Member of the Arkansas Senate from the 27th district
- In office 2017–2023
- Preceded by: Bobby Pierce

Personal details
- Party: Republican
- Spouse: Kelly Garner
- Children: 2
- Parent: Linda O'Dell Garner
- Education: University of Arkansas at Little Rock (BA) University of Arkansas (MA, JD)

Military service
- Branch/service: United States Army
- Unit: United States Army Special Forces 20th Special Forces Group

= Trent Garner =

Arkansas senator

Trent Garner is an American attorney and politician serving as a Republican member of the Arkansas Senate from the 27th district. Elected in November 2016, he assumed office on 2017.

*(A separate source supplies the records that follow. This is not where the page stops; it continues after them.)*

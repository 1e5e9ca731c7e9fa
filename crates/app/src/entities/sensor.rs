//! Sensor table: read-only readings over the snapshot.

use evnex_bridge_domain::entity::{AttributeValue, EntityKind};
use evnex_bridge_domain::snapshot::{
    ChargePoint, Connector, ConnectorMeter, OrgInsight, Session, Snapshot,
};
use evnex_bridge_domain::time::{Timestamp, seconds_between};

use super::{Level, Observation, ObservesSnapshot, RenderContext, Scope};

/// Sessions listed in the history sensor's `sessions` attribute.
const MAX_SESSIONS_IN_ATTRIBUTES: usize = 10;

pub struct SensorDescription {
    pub key: &'static str,
    pub name: &'static str,
    pub level: Level,
    pub icon: &'static str,
    pub unit: Option<&'static str>,
    pub device_class: Option<&'static str>,
    pub state_class: Option<&'static str>,
    pub value: fn(&Snapshot, &Scope, Timestamp) -> Observation,
}

impl ObservesSnapshot for SensorDescription {
    fn kind(&self) -> EntityKind {
        EntityKind::Sensor
    }

    fn key(&self) -> &'static str {
        self.key
    }

    fn name(&self) -> &'static str {
        self.name
    }

    fn level(&self) -> Level {
        self.level
    }

    fn observe(&self, snapshot: &Snapshot, scope: &Scope, ctx: &RenderContext<'_>) -> Observation {
        let observation = (self.value)(snapshot, scope, ctx.now);
        if !observation.state.is_available() {
            return observation;
        }
        observation
            .or_with("icon", Some(self.icon))
            .or_with("unit", self.unit)
            .or_with("device_class", self.device_class)
            .or_with("state_class", self.state_class)
    }
}

pub static SENSORS: &[SensorDescription] = &[
    SensorDescription {
        key: "org_wide_power_usage_today",
        name: "Total Power Usage Today",
        level: Level::Org,
        icon: "mdi:lightning-bolt-circle",
        unit: Some("Wh"),
        device_class: Some("energy"),
        state_class: Some("total"),
        value: |snapshot, scope, _| {
            org_insight(snapshot, scope, |insight| {
                (AttributeValue::Float(insight.power_usage), insight.start_date)
            })
        },
    },
    SensorDescription {
        key: "org_wide_charger_sessions_today",
        name: "Charger Sessions Today",
        level: Level::Org,
        icon: "mdi:repeat-once",
        unit: Some("sessions"),
        device_class: None,
        state_class: Some("total"),
        value: |snapshot, scope, _| {
            org_insight(snapshot, scope, |insight| {
                (AttributeValue::Int(insight.sessions), insight.start_date)
            })
        },
    },
    SensorDescription {
        key: "org_tier",
        name: "Organisation Tier",
        level: Level::Org,
        icon: "mdi:warehouse",
        unit: None,
        device_class: None,
        state_class: None,
        value: |snapshot, scope, _| match snapshot.org_briefs.get(scope.org_id()) {
            Some(org) => Observation::reading(org.tier.clone().map(AttributeValue::from)),
            None => Observation::unavailable(),
        },
    },
    SensorDescription {
        key: "charger_network_status",
        name: "Network Status",
        level: Level::Charger,
        icon: "mdi:wifi",
        unit: None,
        device_class: None,
        state_class: None,
        value: |snapshot, scope, _| match charger(snapshot, scope) {
            Some(cp) => Observation::reading(Some(cp.network_status.as_str().into())),
            None => Observation::unavailable(),
        },
    },
    SensorDescription {
        key: "session_energy",
        name: "Session Energy Added",
        level: Level::Charger,
        icon: "mdi:lightning-bolt-circle",
        unit: Some("Wh"),
        device_class: Some("energy"),
        state_class: Some("total_increasing"),
        value: |snapshot, scope, _| {
            latest_session(snapshot, scope, |session| {
                let energy = session
                    .filter(|s| s.is_active())
                    .and_then(|s| s.total_power_usage)
                    .unwrap_or(0.0);
                Observation::reading(Some(energy.into()))
            })
        },
    },
    SensorDescription {
        key: "session_cost",
        name: "Charge Cost",
        level: Level::Charger,
        icon: "mdi:cash-multiple",
        unit: None,
        device_class: Some("monetary"),
        state_class: Some("total"),
        value: |snapshot, scope, _| {
            latest_session(snapshot, scope, |session| {
                let cost = session
                    .filter(|s| s.is_active())
                    .and_then(|s| s.total_cost.as_ref());
                let amount = cost.and_then(|c| c.amount).unwrap_or(0.0);
                Observation::reading(Some(amount.into()))
                    .or_with("currency", cost.and_then(|c| c.currency.clone()))
            })
        },
    },
    SensorDescription {
        key: "session_time",
        name: "Charge Time",
        level: Level::Charger,
        icon: "mdi:timer",
        unit: Some("s"),
        device_class: Some("duration"),
        state_class: None,
        value: |snapshot, scope, now| {
            latest_session(snapshot, scope, |session| {
                Observation::reading(
                    session
                        .and_then(|s| session_duration(s, now))
                        .map(AttributeValue::Float),
                )
            })
        },
    },
    SensorDescription {
        key: "session_start_time",
        name: "Last Session Start",
        level: Level::Charger,
        icon: "mdi:progress-clock",
        unit: None,
        device_class: Some("timestamp"),
        state_class: None,
        value: |snapshot, scope, _| {
            latest_session(snapshot, scope, |session| {
                Observation::reading(session.and_then(|s| s.start_date).map(AttributeValue::from))
            })
        },
    },
    SensorDescription {
        key: "charger_session_history",
        name: "Session History",
        level: Level::Charger,
        icon: "mdi:history",
        unit: None,
        device_class: None,
        state_class: None,
        value: |snapshot, scope, now| match scope
            .charger_id()
            .and_then(|id| snapshot.charge_point_sessions.get(id))
        {
            Some(sessions) => {
                let recent: Vec<serde_json::Value> = sessions
                    .iter()
                    .take(MAX_SESSIONS_IN_ATTRIBUTES)
                    .map(|s| session_entry(s, now))
                    .collect();
                let count = i64::try_from(recent.len()).unwrap_or(i64::MAX);
                Observation::reading(Some(count.into())).with(
                    "sessions",
                    AttributeValue::Json(serde_json::Value::Array(recent)),
                )
            }
            None => Observation::unavailable(),
        },
    },
    SensorDescription {
        key: "status",
        name: "Status",
        level: Level::Connector,
        icon: "mdi:help-circle",
        unit: None,
        device_class: None,
        state_class: None,
        value: |snapshot, scope, _| match connector(snapshot, scope) {
            Some(c) => Observation::reading(Some(c.ocpp_status.as_str().into()))
                .with("icon", c.ocpp_status.icon()),
            None => Observation::unavailable(),
        },
    },
    SensorDescription {
        key: "voltage",
        name: "Voltage L1N",
        level: Level::Connector,
        icon: "mdi:lightning-bolt",
        unit: Some("V"),
        device_class: Some("voltage"),
        state_class: Some("measurement"),
        value: |snapshot, scope, _| meter(snapshot, scope, |m| m.voltage_l1n),
    },
    SensorDescription {
        key: "current",
        name: "Current L1",
        level: Level::Connector,
        icon: "mdi:lightning-bolt",
        unit: Some("A"),
        device_class: Some("current"),
        state_class: Some("measurement"),
        value: |snapshot, scope, _| meter(snapshot, scope, |m| m.current_l1),
    },
    SensorDescription {
        key: "power",
        name: "Metered Power",
        level: Level::Connector,
        icon: "mdi:flash-triangle",
        unit: Some("kW"),
        device_class: Some("power"),
        state_class: Some("measurement"),
        value: |snapshot, scope, _| meter(snapshot, scope, |m| m.power.map(|w| w / 1000.0)),
    },
    SensorDescription {
        key: "frequency",
        name: "Metered Frequency",
        level: Level::Connector,
        icon: "mdi:sine-wave",
        unit: Some("Hz"),
        device_class: Some("frequency"),
        state_class: Some("measurement"),
        value: |snapshot, scope, _| meter(snapshot, scope, |m| m.frequency),
    },
];

fn charger<'a>(snapshot: &'a Snapshot, scope: &Scope) -> Option<&'a ChargePoint> {
    scope
        .charger_id()
        .and_then(|id| snapshot.charge_points.get(id))
}

fn connector<'a>(snapshot: &'a Snapshot, scope: &Scope) -> Option<&'a Connector> {
    let charger_id = scope.charger_id()?;
    let connector_id = scope.connector_id()?;
    snapshot.connector(charger_id, connector_id)
}

fn org_insight(
    snapshot: &Snapshot,
    scope: &Scope,
    read: fn(&OrgInsight) -> (AttributeValue, Timestamp),
) -> Observation {
    if !snapshot.org_briefs.contains_key(scope.org_id()) {
        return Observation::unavailable();
    }
    match snapshot.latest_insight(scope.org_id()) {
        Some(insight) => {
            let (value, last_reset) = read(insight);
            Observation::reading(Some(value)).with("last_reset", last_reset)
        }
        None => Observation::reading(None),
    }
}

fn latest_session(
    snapshot: &Snapshot,
    scope: &Scope,
    read: impl FnOnce(Option<&Session>) -> Observation,
) -> Observation {
    match charger(snapshot, scope) {
        Some(cp) => read(snapshot.latest_session(&cp.id)),
        None => Observation::unavailable(),
    }
}

fn meter(
    snapshot: &Snapshot,
    scope: &Scope,
    read: fn(&ConnectorMeter) -> Option<f64>,
) -> Observation {
    match connector(snapshot, scope) {
        Some(c) => Observation::reading(c.meter.as_ref().and_then(read).map(AttributeValue::Float)),
        None => Observation::unavailable(),
    }
}

/// Running time of an active session, or total time of a finished one.
fn session_duration(session: &Session, now: Timestamp) -> Option<f64> {
    let start = session.start_date?;
    Some(seconds_between(start, session.end_date.unwrap_or(now)))
}

fn session_entry(session: &Session, now: Timestamp) -> serde_json::Value {
    let cost = session.total_cost.as_ref();
    serde_json::json!({
        "session_id": session.id,
        "start_time": session.start_date.map(|t| t.to_rfc3339()),
        "end_time": session.end_date.map(|t| t.to_rfc3339()),
        "status": session.session_status,
        "connector_id": session.connector_id,
        "energy_wh": session.total_power_usage,
        "duration_seconds": session_duration(session, now),
        "cost": cost.and_then(|c| c.amount),
        "currency": cost.and_then(|c| c.currency.clone()),
    })
}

== Early life and education ==
Garner is a native of Harmony Grove, Arkansas. He earned a Bachelor of Arts degree in political science and government from the University of Arkansas at Little Rock, followed by a Master of Arts and Juris Doctor from the University of Arkansas School of Law.

== Career ==
Garner served in the United States Army Special Forces, completing two tours during the War in Afghanistan. He was elected to the Arkansas Senate in November 2016 and assumed office in 2017. Garner also serves as vice chair of the Senate State Agencies and Governmental Affairs Committee since 2019. On May 2, 2022, Garner announced that he had re-enlisted in the US Army to serve as a Green Beret with the 20th Special Forces Group upon the completion of his term with the Arkansas Senate.